More than a month after 43 college students were led away by police and never seen again, Mexican President Enrique Peña Nieto on Wednesday met with relatives of the missing men in a bid to shore up flagging public faith in the search.
But the families apparently turned the tables on the normally well-choreographed president, rejecting his proposed approach and refusing to leave his headquarters in Mexico City for more than six hours.
Peña Nieto went on TV to promise a 10-point plan to find the students and address other grievances, while the families angrily denounced what they saw as official negligence. "All the powers of state, and they cannot find our children," a father said at a chaotic news conference after the meeting.
Here in the region where the students vanished after a deadly clash Sept. 26 with police in Iguala, in Guerrero state, there were few words of optimism. Many dismissed the government's efforts as halfhearted at best.
With pressure mounting on authorities to produce the students -- or, more likely, their bodies -- and bring to justice a web of potential culprits including police and politicians, the government's investigation has shown itself sluggish, misdirected and often bungled, critics say.
Families of those detained as suspects, on whom authorities have relied for clues in the search, told the Los Angeles Times on Wednesday that their relatives were tortured by police to extract confessions and other information.
The students attended a rural college steeped in revolutionary rhetoric that gave opportunity to the disadvantaged.
Peña Nieto's meeting Wednesday with the relatives "is a weak gesture to try to calm people down," said Feliciano Rosas, 70, one of the hundreds of villagers who have gathered daily in downtown Iguala to support the students' families.
Many are members of community police forces and have led or joined searches of the mountainous countryside for mass graves. Many burial sites have been found, they say, but none producing the students.

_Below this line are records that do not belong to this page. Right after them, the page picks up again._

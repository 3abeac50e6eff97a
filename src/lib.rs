//! mdsync - Incremental Markdown documentation sync from GitHub repositories
//!
//! mdsync copies the Markdown files of one or more remote repositories into a
//! local directory tree. A per-repository change record remembers the content
//! identifier of every file it wrote, so repeated runs only fetch what changed
//! and retry what failed.
//!
//! ## Modules
//!
//! - [`config`]: Configuration loading and CLI overrides
//! - [`repo`]: Repository identifier normalization
//! - [`exclusion`]: Per-repository excluded paths
//! - [`record`]: Change record and its on-disk store
//! - [`decision`]: Fetch / skip decisions
//! - [`remote`]: Provider abstraction and tree entries
//! - [`github`]: GitHub API implementation
//! - [`materialize`]: Writing files into the output tree
//! - [`sync`]: The sync engine

pub mod config;
pub mod decision;
pub mod exclusion;
pub mod github;
pub mod materialize;
pub mod record;
pub mod remote;
pub mod repo;
pub mod sync;

pub use config::{CliOverrides, Config};
pub use decision::{decide, Decision, FetchReason};
pub use exclusion::ExclusionConfig;
pub use github::GitHubClient;
pub use record::{ChangeRecord, RecordEntry, RecordFile, RecordStore, StalePolicy};
pub use remote::{FetchStrategy, ObjectKind, RemoteSource, TreeEntry, TreeListing};
pub use repo::RepoId;
pub use sync::{RepoReport, SyncEngine, SyncSummary};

Mexican Atty. Gen. Jesus Murillo Karam raised expectations this week that the students had been located in a trash dump outside Cocula, which is next to Iguala. Hundreds of federal investigators descended on the site, and Murillo invited journalists to observe.
But 48 hours later, no bodies had been found in the dump, and the search shifted to the nearby Cocula River, where soldiers were seen cordoning off the area with yellow tape.
Murillo said the information that led his investigators to Cocula came from detained suspects, but relatives told The Times that the suspects were tortured into making the statements. In one case, suspects were captured at a roadblock near Cocula; in others, detainees were picked up arbitrarily, the relatives said.
"He didn't want to say he was tortured -- I saw it," teacher and lawyer Melina Canto said, describing her brother's broken nose and bruised face.
The community police officers who have sought to aid in the search say a generalized fear in the city, where local drug gangs in recent years have taken control -- in complicity with the mayor, some allege -- has left citizens reluctant to speak about what is happening.
"There is a very grave problem here -- I didn't believe it until I saw it with my own eyes -- where the people live in fear, controlled by their terror," said Napoleon Hernandez, a member of the group. "They listen, fall quiet and return home. In the middle of the 21st century, you cannot believe such behavior by people … a collective psychosis."
Peña Nieto, in his televised comments after the meeting, said he shared the "indignation and great impatience" of the relatives of the missing students.